■ **The data**
-*-
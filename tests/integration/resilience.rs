//! Retry and circuit breaking against a mock service

use super::*;
use annotation_integration::{
    AnnotationError, CircuitState, FailureKind, NetworkError, RemoteError, RetryDisposition,
};

#[tokio::test]
async fn test_reclassified_server_errors_are_retried() {
    let server = MockServer::start().await;
    mount_login(&server, "access-1", "refresh-1").await;
    Mock::given(method("GET"))
        .and(path("/exports"))
        .respond_with(ResponseTemplate::new(503).set_body_string("upstream unavailable"))
        .up_to_n_times(2)
        .expect(2)
        .mount(&server)
        .await;
    Mock::given(method("GET"))
        .and(path("/exports"))
        .respond_with(ResponseTemplate::new(200).set_body_json(json!({"ready": true})))
        .expect(1)
        .mount(&server)
        .await;

    let builder = session_config(&server)
        .max_attempts(3)
        .classify(FailureKind::ServerError, RetryDisposition::Retryable);
    let client = build_client(builder, Arc::new(InMemoryMetrics::new()));

    let export: serde_json::Value = client.get_json("/exports").await.unwrap();
    assert_eq!(export["ready"], true);
}

#[tokio::test]
async fn test_malformed_request_fails_without_retry() {
    let server = MockServer::start().await;
    mount_login(&server, "access-1", "refresh-1").await;
    Mock::given(method("POST"))
        .and(path("/tasks"))
        .respond_with(
            ResponseTemplate::new(400).set_body_json(json!({"detail": "project is required"})),
        )
        .expect(1)
        .mount(&server)
        .await;

    let client = build_client(
        session_config(&server).max_attempts(5),
        Arc::new(InMemoryMetrics::new()),
    );

    let err = client
        .post_json::<_, serde_json::Value>("/tasks", &json!({"title": "t"}))
        .await
        .unwrap_err();

    match err {
        AnnotationError::Remote(RemoteError::MalformedRequest { context }) => {
            assert_eq!(context.status, Some(400));
            assert_eq!(context.reason.as_deref(), Some("project is required"));
        }
        other => panic!("unexpected error: {other:?}"),
    }
}

#[tokio::test]
async fn test_slow_responses_time_out_and_retry() {
    let server = MockServer::start().await;
    mount_login(&server, "access-1", "refresh-1").await;
    Mock::given(method("GET"))
        .and(path("/slow"))
        .respond_with(ResponseTemplate::new(200).set_delay(Duration::from_millis(500)))
        .expect(2)
        .mount(&server)
        .await;

    let builder = session_config(&server)
        .max_attempts(2)
        .request_timeout(Duration::from_millis(100));
    let client = build_client(builder, Arc::new(InMemoryMetrics::new()));

    let err = client.get_json::<serde_json::Value>("/slow").await.unwrap_err();
    assert!(matches!(err, AnnotationError::Network(NetworkError::Timeout { .. })));
}

#[tokio::test]
async fn test_circuit_opens_after_threshold_and_short_circuits() {
    let server = MockServer::start().await;
    mount_login(&server, "access-1", "refresh-1").await;
    Mock::given(method("GET"))
        .and(path("/tasks"))
        .respond_with(ResponseTemplate::new(500))
        .expect(2)
        .mount(&server)
        .await;

    let metrics = Arc::new(InMemoryMetrics::new());
    let builder = session_config(&server)
        .max_attempts(1)
        .failure_threshold(2)
        .recovery_timeout(Duration::from_secs(60));
    let client = build_client(builder, metrics.clone());

    for _ in 0..2 {
        let err = client.get_json::<serde_json::Value>("/tasks").await.unwrap_err();
        assert!(matches!(err, AnnotationError::Remote(RemoteError::Server { .. })));
    }

    let err = client.get_json::<serde_json::Value>("/tasks").await.unwrap_err();
    assert!(matches!(err, AnnotationError::CircuitOpen { .. }));
    assert_eq!(
        client.circuit_breaker().map(|b| b.state()),
        Some(CircuitState::Open)
    );
    assert_eq!(
        metrics.count_with_label(
            "annotation_circuit_rejections_total",
            "breaker",
            "annotation-api"
        ),
        1
    );
}

#[tokio::test]
async fn test_clients_share_breakers_through_registry() {
    let server = MockServer::start().await;
    mount_login(&server, "access-1", "refresh-1").await;
    Mock::given(method("GET"))
        .and(path("/tasks"))
        .respond_with(ResponseTemplate::new(502))
        .expect(1)
        .mount(&server)
        .await;

    let registry = Arc::new(CircuitBreakerRegistry::default());
    let make_client = || {
        let config = session_config(&server)
            .max_attempts(1)
            .failure_threshold(1)
            .build()
            .unwrap();
        annotation_client(config)
            .registry(Arc::clone(&registry))
            .build()
            .unwrap()
    };
    let first = make_client();
    let second = make_client();

    assert!(first.get_json::<serde_json::Value>("/tasks").await.is_err());
    let err = second.get_json::<serde_json::Value>("/tasks").await.unwrap_err();

    assert!(matches!(err, AnnotationError::CircuitOpen { .. }));
    assert_eq!(registry.len(), 1);
}
//! Annotation Client Types
//!
//! Credential and configuration data structures.

pub mod config;
pub mod credential;

pub use config::*;
pub use credential::*;
impl RetryExecutor {
    /// Create executor logging attempts through `tracing`.
    pub fn new(policy: Arc<RetryPolicy>) -> Self {
        Self::with_observer(policy, Arc::new(TracingAttemptObserver))
    }

    pub fn with_observer(policy: Arc<RetryPolicy>, observer: Arc<dyn AttemptObserver>) -> Self {
        Self {
            policy,
            observer,
            stats: Arc::new(Mutex::new(RetryStats::default())),
        }
    }

    pub fn policy(&self) -> &RetryPolicy {
        &self.policy
    }

    /// Execute `unit` until it succeeds, fails terminally or runs out of attempts.
    pub async fn execute<T, F, Fut>(&self, operation: &str, mut unit: F) -> AnnotationResult<T>
    where
        F: FnMut() -> Fut,
        Fut: Future<Output = AnnotationResult<T>>,
    {
        let mut attempt = 0u32;
        let mut delay_before = Duration::ZERO;

        loop {
            self.stats.lock().total_attempts += 1;

            let error = match unit().await {
                Ok(value) => {
                    self.observe(operation, attempt, delay_before, AttemptOutcome::Succeeded);
                    if attempt > 0 {
                        self.stats.lock().successful_retries += 1;
                    }
                    return Ok(value);
                }
                Err(error) => error,
            };

            let kind = error.kind();

            if !self.policy.should_retry(&error) {
                self.observe(operation, attempt, delay_before, AttemptOutcome::Failed { kind });
                self.stats.lock().failed_operations += 1;
                return Err(error);
            }

            if attempt + 1 >= self.policy.max_attempts {
                self.observe(operation, attempt, delay_before, AttemptOutcome::Exhausted { kind });
                self.stats.lock().failed_operations += 1;
                return Err(error);
            }

            let next_delay = self.policy.delay_before_retry(attempt, &error);
            self.observe(
                operation,
                attempt,
                delay_before,
                AttemptOutcome::Retrying { kind, next_delay },
            );

            tokio::time::sleep(next_delay).await;
            delay_before = next_delay;
            attempt += 1;
        }
    }

    /// Get retry statistics.
    pub fn stats(&self) -> RetryStats {
        self.stats.lock().clone()
    }

    fn observe(
        &self,
        operation: &str,
        attempt: u32,
        delay_before: Duration,
        outcome: AttemptOutcome,
    ) {
        self.observer.on_attempt(&AttemptRecord {
            operation: operation.to_string(),
            attempt,
            delay_before,
            outcome,
        });
    }
}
-*-
■ **Your instructions**
Retype each of the preceding records exactly as printed.

■ **Written answer**
filename tests/integration/resilience.rs
//! Retry and circuit breaking against a mock service

use super::*;
use annotation_integration::{
    AnnotationError, CircuitState, FailureKind, NetworkError, RemoteError, RetryDisposition,
};

#[tokio::test]
async fn test_reclassified_server_errors_are_retried() {
    let server = MockServer::start().await;
    mount_login(&server, "access-1", "refresh-1").await;
    Mock::given(method("GET"))
        .and(path("/exports"))
        .respond_with(ResponseTemplate::new(503).set_body_string("upstream unavailable"))
        .up_to_n_times(2)
        .expect(2)
        .mount(&server)
        .await;
    Mock::given(method("GET"))
        .and(path("/exports"))
        .respond_with(ResponseTemplate::new(200).set_body_json(json!({"ready": true})))
        .expect(1)
        .mount(&server)
        .await;

    let builder = session_config(&server)
        .max_attempts(3)
        .classify(FailureKind::ServerError, RetryDisposition::Retryable);
    let client = build_client(builder, Arc::new(InMemoryMetrics::new()));

    let export: serde_json::Value = client.get_json("/exports").await.unwrap();
    assert_eq!(export["ready"], true);
}

#[tokio::test]
async fn test_malformed_request_fails_without_retry() {
    let server = MockServer::start().await;
    mount_login(&server, "access-1", "refresh-1").await;
    Mock::given(method("POST"))
        .and(path("/tasks"))
        .respond_with(
            ResponseTemplate::new(400).set_body_json(json!({"detail": "project is required"})),
        )
        .expect(1)
        .mount(&server)
        .await;

    let client = build_client(
        session_config(&server).max_attempts(5),
        Arc::new(InMemoryMetrics::new()),
    );

    let err = client
        .post_json::<_, serde_json::Value>("/tasks", &json!({"title": "t"}))
        .await
        .unwrap_err();

    match err {
        AnnotationError::Remote(RemoteError::MalformedRequest { context }) => {
            assert_eq!(context.status, Some(400));
            assert_eq!(context.reason.as_deref(), Some("project is required"));
        }
        other => panic!("unexpected error: {other:?}"),
    }
}

#[tokio::test]
async fn test_slow_responses_time_out_and_retry() {
    let server = MockServer::start().await;
    mount_login(&server, "access-1", "refresh-1").await;
    Mock::given(method("GET"))
        .and(path("/slow"))
        .respond_with(ResponseTemplate::new(200).set_delay(Duration::from_millis(500)))
        .expect(2)
        .mount(&server)
        .await;

    let builder = session_config(&server)
        .max_attempts(2)
        .request_timeout(Duration::from_millis(100));
    let client = build_client(builder, Arc::new(InMemoryMetrics::new()));

    let err = client.get_json::<serde_json::Value>("/slow").await.unwrap_err();
    assert!(matches!(err, AnnotationError::Network(NetworkError::Timeout { .. })));
}

#[tokio::test]
async fn test_circuit_opens_after_threshold_and_short_circuits() {
    let server = MockServer::start().await;
    mount_login(&server, "access-1", "refresh-1").await;
    Mock::given(method("GET"))
        .and(path("/tasks"))
        .respond_with(ResponseTemplate::new(500))
        .expect(2)
        .mount(&server)
        .await;

    let metrics = Arc::new(InMemoryMetrics::new());
    let builder = session_config(&server)
        .max_attempts(1)
        .failure_threshold(2)
        .recovery_timeout(Duration::from_secs(60));
    let client = build_client(builder, metrics.clone());

    for _ in 0..2 {
        let err = client.get_json::<serde_json::Value>("/tasks").await.unwrap_err();
        assert!(matches!(err, AnnotationError::Remote(RemoteError::Server { .. })));
    }

    let err = client.get_json::<serde_json::Value>("/tasks").await.unwrap_err();
    assert!(matches!(err, AnnotationError::CircuitOpen { .. }));
    assert_eq!(
        client.circuit_breaker().map(|b| b.state()),
        Some(CircuitState::Open)
    );
    assert_eq!(
        metrics.count_with_label(
            "annotation_circuit_rejections_total",
            "breaker",
            "annotation-api"
        ),
        1
    );
}

#[tokio::test]
async fn test_clients_share_breakers_through_registry() {
    let server = MockServer::start().await;
    mount_login(&server, "access-1", "refresh-1").await;
    Mock::given(method("GET"))
        .and(path("/tasks"))
        .respond_with(ResponseTemplate::new(502))
        .expect(1)
        .mount(&server)
        .await;

    let registry = Arc::new(CircuitBreakerRegistry::default());
    let make_client = || {
        let config = session_config(&server)
            .max_attempts(1)
            .failure_threshold(1)
            .build()
            .unwrap();
        annotation_client(config)
            .registry(Arc::clone(&registry))
            .build()
            .unwrap()
    };
    let first = make_client();
    let second = make_client();

    assert!(first.get_json::<serde_json::Value>("/tasks").await.is_err());
    let err = second.get_json::<serde_json::Value>("/tasks").await.unwrap_err();

    assert!(matches!(err, AnnotationError::CircuitOpen { .. }));
    assert_eq!(registry.len(), 1);
}
//! Annotation Client Types
//!
//! Credential and configuration data structures.

pub mod config;
pub mod credential;

pub use config::*;
pub use credential::*;
impl RetryExecutor {
    /// Create executor logging attempts through `tracing`.
    pub fn new(policy: Arc<RetryPolicy>) -> Self {
        Self::with_observer(policy, Arc::new(TracingAttemptObserver))
    }

    pub fn with_observer(policy: Arc<RetryPolicy>, observer: Arc<dyn AttemptObserver>) -> Self {
        Self {
            policy,
            observer,
            stats: Arc::new(Mutex::new(RetryStats::default())),
        }
    }

    pub fn policy(&self) -> &RetryPolicy {
        &self.policy
    }

    /// Execute `unit` until it succeeds, fails terminally or runs out of attempts.
    pub async fn execute<T, F, Fut>(&self, operation: &str, mut unit: F) -> AnnotationResult<T>
    where
        F: FnMut() -> Fut,
        Fut: Future<Output = AnnotationResult<T>>,
    {
        let mut attempt = 0u32;
        let mut delay_before = Duration::ZERO;

        loop {
            self.stats.lock().total_attempts += 1;

            let error = match unit().await {
                Ok(value) => {
                    self.observe(operation, attempt, delay_before, AttemptOutcome::Succeeded);
                    if attempt > 0 {
                        self.stats.lock().successful_retries += 1;
                    }
                    return Ok(value);
                }
                Err(error) => error,
            };

            let kind = error.kind();

            if !self.policy.should_retry(&error) {
                self.observe(operation, attempt, delay_before, AttemptOutcome::Failed { kind });
                self.stats.lock().failed_operations += 1;
                return Err(error);
            }

            if attempt + 1 >= self.policy.max_attempts {
                self.observe(operation, attempt, delay_before, AttemptOutcome::Exhausted { kind });
                self.stats.lock().failed_operations += 1;
                return Err(error);
            }

            let next_delay = self.policy.delay_before_retry(attempt, &error);
            self.observe(
                operation,
                attempt,
                delay_before,
                AttemptOutcome::Retrying { kind, next_delay },
            );

            tokio::time::sleep(next_delay).await;
            delay_before = next_delay;
            attempt += 1;
        }
    }

    /// Get retry statistics.
    pub fn stats(&self) -> RetryStats {
        self.stats.lock().clone()
    }

    fn observe(
        &self,
        operation: &str,
        attempt: u32,
        delay_before: Duration,
        outcome: AttemptOutcome,
    ) {
        self.observer.on_attempt(&AttemptRecord {
            operation: operation.to_string(),
            attempt,
            delay_before,
            outcome,
        });
    }
}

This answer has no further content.